I’ve written of Stacy in my Substack posts before. I texted her via Signal a while back. Her response: “RUNNING FOR BUNKER.” Most civilian humans would explore private thoughts of hope and fear. My internal response was: “Bunkers? We never had no stinkin’ bunkers.” I am glad she’s got bunkers.
Learning to sit still in a dining facility during a mortar or rocket attack takes (1) resignation; (2) some stupidity; (3) the ability to curb nature’s urge to flee. I once watched mortar and rocket attacks using the childhood technique of counting the interval between flash and bang to gauge the distance between the lights just-over-there and my own ass. I would have loved a bunker. The lesson came as: “If no place is safe, then you do not run toward safety.”
Stacy became my friend and battle-buddy in 1995. In the name of others and with the spirit of adventure, we did stuff and bonded. A decade plus later, when she asked me to be a reference for her juicy DOD clearance, I said of course. I already did all that nonsense, with investigators interviewing me at my kitchen table and knocking on neighbors’ doors. When she disappeared into military posts in central Alaska that I once knew well, I understood (without asking) her mission. She pinged me after novel #1 with only the signature of “Stacy from M.E.” I knew all with nothing more said.
Because that is what a partner is.
Lessons of a Youth Given to Public Service
Over 40 years ago, I donned my first uniform. The dark blue polyester of our ambulance service matched the city’s police force. Early lessons involved how to knock on doors (and live); how to enter apartments and homes (and live); how to approach folks injured in melees (and live); how to restrain and transport emotional disturbed folks threatening violence to self or others (and live). Your successes and your joy came from the partnership you formed with the other human in your ambulance. In the fire service, the famed statement of “two in/two out” reflects this experience. In military operations, it is your “battle buddy” who serves to double your senses and protect your back (in the literal, by the way).

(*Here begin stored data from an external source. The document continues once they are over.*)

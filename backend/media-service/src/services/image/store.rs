//! Filesystem image store
//!
//! A flat directory of `*.png` files keyed by name. Writes go to a temporary
//! file in the same directory and are renamed into place, so readers never
//! observe a partially written image.

use crate::error::{AppError, Result};
use std::fs;
use std::io::{ErrorKind, Write};
use std::path::{Path, PathBuf};
use tracing::{debug, info};

/// Prefix of in-flight temporary files; excluded from listings
const TEMP_PREFIX: &str = ".incoming-";

/// Handle to the image directory
#[derive(Clone, Debug)]
pub struct ImageStore {
    root: PathBuf,
}

impl ImageStore {
    /// Open (and create if missing) the image directory
    pub fn open(root: impl Into<PathBuf>) -> Result<Self> {
        let root = root.into();
        fs::create_dir_all(&root).map_err(|e| {
            AppError::StoreWriteError(format!(
                "Failed to create image directory {}: {e}",
                root.display()
            ))
        })?;

        info!(path = %root.display(), "Image store opened");
        Ok(Self { root })
    }

    pub fn root(&self) -> &Path {
        &self.root
    }

    /// Write `bytes` under `name`, replacing any existing file
    pub fn write(&self, name: &str, bytes: &[u8]) -> Result<()> {
        validate_name(name)?;
        let target = self.root.join(name);

        let mut tmp = tempfile::Builder::new()
            .prefix(TEMP_PREFIX)
            .tempfile_in(&self.root)
            .map_err(|e| AppError::StoreWriteError(format!("Failed to create temp file: {e}")))?;
        tmp.write_all(bytes)?;
        tmp.as_file().sync_all()?;
        tmp.persist(&target).map_err(|e| {
            AppError::StoreWriteError(format!("Failed to move image into place: {}", e.error))
        })?;

        debug!(name = %name, size = bytes.len(), "Image written");
        Ok(())
    }

    /// Read an image; bare names get `.png` appended
    pub fn read(&self, name: &str) -> Result<Vec<u8>> {
        let path = self.resolve(name)?;
        fs::read(&path).map_err(|e| not_found_or_io(e, name))
    }

    /// Delete an image; bare names get `.png` appended
    pub fn delete(&self, name: &str) -> Result<()> {
        let path = self.resolve(name)?;
        fs::remove_file(&path).map_err(|e| not_found_or_io(e, name))?;

        info!(name = %name, "Image deleted");
        Ok(())
    }

    /// Names of every stored file, in directory order
    pub fn list(&self) -> Result<Vec<String>> {
        let mut names = Vec::new();
        for entry in fs::read_dir(&self.root)? {
            let entry = entry?;
            if !entry.file_type()?.is_file() {
                continue;
            }
            let name = entry.file_name().to_string_lossy().into_owned();
            if name.starts_with(TEMP_PREFIX) {
                continue;
            }
            names.push(name);
        }
        Ok(names)
    }

    fn resolve(&self, name: &str) -> Result<PathBuf> {
        let name = normalize_name(name);
        validate_name(&name)?;
        Ok(self.root.join(name))
    }
}

/// Append `.png` unless the name already carries it (any case)
pub fn normalize_name(name: &str) -> String {
    let has_png = Path::new(name)
        .extension()
        .map(|ext| ext.eq_ignore_ascii_case("png"))
        .unwrap_or(false);

    if has_png {
        name.to_string()
    } else {
        format!("{name}.png")
    }
}

/// Names must stay inside the store directory
pub(crate) fn validate_name(name: &str) -> Result<()> {
    let invalid = name.is_empty()
        || name == "."
        || name == ".."
        || name.contains("..")
        || name.contains('/')
        || name.contains('\\')
        || name.contains('\0')
        || name.starts_with(TEMP_PREFIX);

    if invalid {
        return Err(AppError::BadRequest(format!("Invalid image name '{name}'")));
    }
    Ok(())
}

fn not_found_or_io(err: std::io::Error, name: &str) -> AppError {
    if err.kind() == ErrorKind::NotFound {
        AppError::NotFound(format!("Image not found: {name}"))
    } else {
        AppError::StoreWriteError(err.to_string())
    }
}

Another lesson of my youth, not codified until the 1990s, was “PST,” or Primary, Secondary, Tertiary. Every plan needs an alternate plan. Every set of plans requires an extraction plan. “Oh, that went wrong” is often met with humor in the field. The laughter gives way to fear, dread, and a full zing of sympathetic nervous systems responses we mammals get: fight, flight, freeze, fawn. I learned: plan to fail. Critically, I learned to never go anywhere without an exit plan and the ability to hunker, hide, and survive.
I wrote of my first great partner in the character of Aaron in The Little Ambulance War of Winchester County. Like each of us, partners come in 32 flavors, such as my EMT partner, who was in the USAF as a firefighter but screamed in the face of a grass fire started by a catalytic converter (“pull, squeeze, sweep” I offered ironically after I put it out). One of my partners brought a VHS tape of his operations as a medic in Granada. One partner was the mechanic for the local musician J. Giles, who loved car racing. My fictional Aaron was based on a Vietnam combat medic who decided to attend nursing school a decade after returning from overseas. The real Aaron, like the fictional one, had been shot down from three medevac Hueys.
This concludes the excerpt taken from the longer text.